George Santayana (1863 – 1952)
Philosopher, essayist, poet and novelist.
Eternal vigilance is the price of knowledge.
All his life he [the American] jumps into the train after it has started and jumps out before it has stopped; and he never once gets left behind, or breaks a leg.
All living souls welcome whatever they are ready to cope with; all else they ignore, or pronounce to be monstrous and wrong, or deny to be possible.
The highest form of vanity is love of fame.
Fashion is something barbarous, for it produces innovation without reason and imitation without benefit.
Injustice in this world is not something comparative; the wrong is deep, clear, and absolute in each private fate.
"In America literary reputations come and go so swiftly," I complained, fatuously. [Santayana's] answer was swift. "It would be insufferable if they did not."
Santayana, indeed, is the Moses of the new naturalism, who discerned the promised land from afar but still wanders himself in the desert realms of being.
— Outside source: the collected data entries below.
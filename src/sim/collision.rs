//! Touch/subject hit resolution
//!
//! Hit circles overlap as rings, not disks: a touch engages a subject when
//! `(Rs - Rt)^2 <= d^2 <= (Rs + Rt)^2`. A touch sitting well inside a large
//! subject therefore does not grab it.

use glam::Vec2;

use super::frames::{FrameStore, Subject};
use super::touch::Touch;
use crate::distance_squared;
use crate::renderer::DrawDirective;

/// Geometry used by the resolver
#[derive(Debug, Clone, Copy, PartialEq)]
pub struct HitParams {
    /// Logical to device pixel ratio
    pub scale: f32,
    /// Subject hit radius (device pixels)
    pub subject_radius: f32,
    /// Touch hit radius (device pixels)
    pub touch_radius: f32,
    /// Halo radius multiplier
    pub halo_scale: f32,
}

/// A subject moved by a touch this tick
#[derive(Debug, Clone, Copy, PartialEq)]
pub struct SubjectEdit {
    pub subject_index: usize,
    /// New position in logical space
    pub pos: Vec2,
}

/// Outcome of one resolver pass
#[derive(Debug, Clone, Default, PartialEq)]
pub struct Resolution {
    pub edits: Vec<SubjectEdit>,
    pub directives: Vec<DrawDirective>,
}

impl Resolution {
    /// Write edits through the store from `frame` onward. When several
    /// touches grabbed the same subject the last one wins. Consumes the
    /// resolution and hands back its draw directives.
    pub fn commit(self, store: &mut FrameStore, frame: u32) -> Vec<DrawDirective> {
        let mut applied: Vec<usize> = Vec::with_capacity(self.edits.len());
        for edit in self.edits.iter().rev() {
            if applied.contains(&edit.subject_index) {
                continue;
            }
            applied.push(edit.subject_index);
            store.propagate_write(frame as usize, edit.subject_index, edit.pos);
        }
        self.directives
    }
}

/// Ring overlap test on squared distances
#[inline]
pub fn rings_intersect(d_sq: f32, subject_radius: f32, touch_radius: f32) -> bool {
    let inner = (subject_radius - touch_radius).powi(2);
    let outer = (subject_radius + touch_radius).powi(2);
    inner <= d_sq && d_sq <= outer
}

/// Resolve every (subject, touch) pair in iteration order.
///
/// Subjects are drawn where they were at the start of the pass. For each
/// subject, non-engaging touches emit a halo before the subject itself.
pub fn resolve(subjects: &[Subject], touches: &[Touch], params: &HitParams) -> Resolution {
    let mut resolution = Resolution::default();
    let halo_radius = params.touch_radius * params.halo_scale;

    for (subject_index, subject) in subjects.iter().enumerate() {
        let center = subject.pos * params.scale;

        for touch in touches {
            let d_sq = distance_squared(center, touch.pos);
            if rings_intersect(d_sq, params.subject_radius, params.touch_radius) {
                resolution.edits.push(SubjectEdit {
                    subject_index,
                    pos: touch.pos / params.scale,
                });
            } else {
                resolution.directives.push(DrawDirective::TouchHalo {
                    center: touch.pos,
                    radius: halo_radius,
                });
            }
        }

        resolution.directives.push(DrawDirective::Subject {
            center,
            radius: params.subject_radius,
        });
    }

    resolution
}
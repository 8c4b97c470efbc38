//! Platform abstraction layer
//!
//! Converts host surface measurements and raw page-space touch points into
//! the device-space values the simulation works in.

use glam::Vec2;

use crate::consts::SCRUBBER_HEIGHT;
use crate::sim::Touch;

/// Drawing surface geometry
#[derive(Debug, Clone, Copy, PartialEq)]
pub struct SurfaceMetrics {
    /// Device pixel ratio
    pub scale: f32,
    /// Canvas offset from the page origin (CSS pixels)
    pub offset: Vec2,
    /// Canvas size (CSS pixels)
    pub css_size: Vec2,
}

impl SurfaceMetrics {
    /// Fill the viewport, leaving room for the scrubber strip below
    pub fn from_viewport(
        client_width: f32,
        client_height: f32,
        inner_width: f32,
        inner_height: f32,
        device_pixel_ratio: f32,
    ) -> Self {
        let width = client_width.max(inner_width).max(0.0);
        let height = (client_height.max(inner_height) - SCRUBBER_HEIGHT).max(0.0);
        let scale = if device_pixel_ratio.is_finite() && device_pixel_ratio > 0.0 {
            device_pixel_ratio
        } else {
            1.0
        };
        Self {
            scale,
            offset: Vec2::ZERO,
            css_size: Vec2::new(width, height),
        }
    }

    pub fn with_offset(mut self, left: f32, top: f32) -> Self {
        self.offset = Vec2::new(left, top);
        self
    }

    /// Canvas backing store size in device pixels
    pub fn device_size(&self) -> (u32, u32) {
        let size = self.css_size * self.scale;
        (size.x as u32, size.y as u32)
    }

    /// Page-space point to a device-space touch
    pub fn touch_from_page(&self, page_x: f32, page_y: f32) -> Touch {
        let pos = (Vec2::new(page_x, page_y) - self.offset) * self.scale;
        Touch { pos }
    }

    pub fn touches_from_page<I>(&self, points: I) -> Vec<Touch>
    where
        I: IntoIterator<Item = (f32, f32)>,
    {
        points
            .into_iter()
            .map(|(x, y)| self.touch_from_page(x, y))
            .collect()
    }
}

impl Default for SurfaceMetrics {
    fn default() -> Self {
        Self {
            scale: 1.0,
            offset: Vec2::ZERO,
            css_size: Vec2::ZERO,
        }
    }
}
//! Active touch snapshot
//!
//! Rebuilt wholesale on every input event. Identity across events is not
//! tracked.

use glam::Vec2;
use serde::{Deserialize, Serialize};

/// An active contact point in device pixels, already offset-corrected
#[derive(Debug, Clone, Copy, PartialEq, Serialize, Deserialize)]
pub struct Touch {
    pub pos: Vec2,
}

impl Touch {
    pub fn new(x: f32, y: f32) -> Self {
        Self {
            pos: Vec2::new(x, y),
        }
    }
}

/// Touch event kind from the host surface
#[derive(Debug, Clone, Copy, PartialEq, Eq)]
pub enum TouchPhase {
    Start,
    Move,
    End,
}

/// Latest touch snapshot, read once per draw iteration
#[derive(Debug, Clone, Default)]
pub struct TouchTracker {
    touches: Vec<Touch>,
}

impl TouchTracker {
    pub fn new() -> Self {
        Self::default()
    }

    /// Ingest an input event. `End` clears; `Start`/`Move` replace the
    /// snapshot. Non-finite points are dropped.
    pub fn ingest(&mut self, phase: TouchPhase, touches: &[Touch]) {
        self.touches.clear();
        if phase == TouchPhase::End {
            return;
        }
        self.touches
            .extend(touches.iter().filter(|t| t.pos.is_finite()).copied());
    }

    pub fn touches(&self) -> &[Touch] {
        &self.touches
    }

    pub fn is_empty(&self) -> bool {
        self.touches.is_empty()
    }
}
//! Per-frame subject positions
//!
//! One slot per frame, indices `0..=total_frames`. Subject identity is its
//! index within a frame. Writes rewrite a contiguous suffix of frames and
//! never touch anything before the write point.

use glam::Vec2;
use serde::{Deserialize, Serialize};

/// A drawable subject, positioned in logical (CSS pixel) space
#[derive(Debug, Clone, Copy, PartialEq, Serialize, Deserialize)]
pub struct Subject {
    pub pos: Vec2,
}

impl Subject {
    pub fn new(x: f32, y: f32) -> Self {
        Self {
            pos: Vec2::new(x, y),
        }
    }
}

/// All subject positions for one frame
#[derive(Debug, Clone, PartialEq, Default, Serialize, Deserialize)]
pub struct Frame {
    pub subjects: Vec<Subject>,
}

/// Owns every frame of the animation
#[derive(Debug, Clone, Default)]
pub struct FrameStore {
    frames: Vec<Frame>,
}

impl FrameStore {
    /// Create `total_frames + 1` frames, each holding `pose`
    pub fn new(total_frames: u32, pose: &[Subject]) -> Self {
        let slots = (total_frames as usize).saturating_add(1);
        let frame = Frame {
            subjects: pose.to_vec(),
        };
        Self {
            frames: vec![frame; slots],
        }
    }

    /// Frame at `index`, or `None` past the end
    pub fn read(&self, index: usize) -> Option<&Frame> {
        self.frames.get(index)
    }

    /// Set subject `subject_index` to `pos` in every frame from `from_index`
    /// onward. Returns how many frames were rewritten.
    pub fn propagate_write(
        &mut self,
        from_index: usize,
        subject_index: usize,
        pos: Vec2,
    ) -> usize {
        let Some(suffix) = self.frames.get_mut(from_index..) else {
            return 0;
        };

        let mut written = 0;
        for frame in suffix {
            if let Some(subject) = frame.subjects.get_mut(subject_index) {
                subject.pos = pos;
                written += 1;
            }
        }

        if written > 0 {
            log::trace!(
                "subject {} -> ({:.1}, {:.1}) across frames {}..",
                subject_index,
                pos.x,
                pos.y,
                from_index
            );
        }
        written
    }

    /// Number of frame slots (`total_frames + 1`)
    pub fn len(&self) -> usize {
        self.frames.len()
    }

    pub fn is_empty(&self) -> bool {
        self.frames.is_empty()
    }

    /// Subjects per frame
    pub fn subject_count(&self) -> usize {
        self.frames.first().map(|f| f.subjects.len()).unwrap_or(0)
    }
}
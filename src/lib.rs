//! Flipsketch - touch-driven frame-by-frame choreography
//!
//! Core modules:
//! - `sim`: Timeline state machine, per-frame subject store, touch hit resolution
//! - `renderer`: Draw directives and the drawing-surface capability
//! - `scheduler`: Playback tick and draw loop driving
//! - `platform`: Surface metrics and raw touch conversion
//! - `settings`: Persisted configuration

pub mod platform;
pub mod renderer;
pub mod scheduler;
pub mod settings;
pub mod sim;

pub use scheduler::Scheduler;
pub use settings::Settings;
pub use sim::SketchState;

use glam::Vec2;

/// Timeline and geometry defaults
pub mod consts {
    /// Last frame index (10 seconds @ 24 FPS)
    pub const TOTAL_FRAMES: u32 = 240;
    /// Upper bound on configured timeline length (10 minutes @ 24 FPS)
    pub const MAX_TOTAL_FRAMES: u32 = 14_400;
    /// Playback rate
    pub const FPS: u32 = 24;
    /// Scrubber pixels per frame
    pub const PIXELS_PER_FRAME: f32 = 10.0;

    /// Subject hit radius (device pixels)
    pub const SUBJECT_RADIUS: f32 = 100.0;
    /// Touch hit radius (device pixels)
    pub const TOUCH_RADIUS: f32 = 50.0;
    /// Halo is drawn this many times larger than the touch hit target
    pub const HALO_SCALE: f32 = 3.0;

    /// CSS pixels reserved below the canvas for the scrubber strip
    pub const SCRUBBER_HEIGHT: f32 = 100.0;
}

/// Clamp a signed frame index into [0, total_frames]
#[inline]
pub fn clamp_frame(frame: i64, total_frames: u32) -> u32 {
    frame.clamp(0, total_frames as i64) as u32
}

/// Squared euclidean distance between two points
#[inline]
pub fn distance_squared(a: Vec2, b: Vec2) -> f32 {
    (a - b).length_squared()
}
Professional philosophers are usually only apologists: that is, they are absorbed in defending some vested illusion or some eloquent idea. Like lawyers or detectives, they study the case for which they are retained.
Perhaps the only true dignity of man is his capacity to despise himself.
The living have never shown me how to live.
Miracles are propitious accidents, the natural causes of which are too complicated to be readily understood.
O world, thou choosest not the better part!
It is not wisdom to be only wise,
And on the inward vision close the eyes,
But it is wisdom to believe the heart.
Columbus found a world, and had no chart,
Save one that faith deciphered in the skies;
To trust the soul’s invincible surmise
Was all his science and his only art.
There is no cure for birth and death save to enjoy the interval.
Fanaticism consists in redoubling your efforts when you have forgotten your aim.
American life is a powerful solvent. As it stamps the immigrant, almost before he can speak English, with an unmistakable muscular tension, cheery self-confidence and habitual challenge in the voice and eyes, so it seems to neutralize every intellectual element, however tough and alien it may be, and to fuse it in the native good-will, complacency, thoughtlessness, and optimism.
Progress, far from consisting in change, depends on retentiveness. When change is absolute there remains no being to improve and no direction is set for possible improvement: and when experience is not retained, as among savages, infancy is perpetual. Those who cannot remember the past are condemned to repeat it.
In Walt Whitman democracy is carried into psychology and morals. The various sights, moods, and emotions are given each one vote; they are declared to be all free and equal, and the innumerable commonplace moments of life are suffered to speak like the others. Those moments formerly reputed great are not excluded, but they are made to march in the ranks with their companions—plain foot-soldiers and servants of the hour.
Profound skepticism is favorable to conventions, because it doubts that the criticism of conventions is any truer than they are.
Even the most inspired verse, which boasts not without a relative justification to be immortal, becomes in the course of ages a scarcely legible hieroglyphic; the language it was written in dies, a learned education and an imaginative effort are requisite to catch even a vestige of its original force. Nothing is so irrevocable as mind.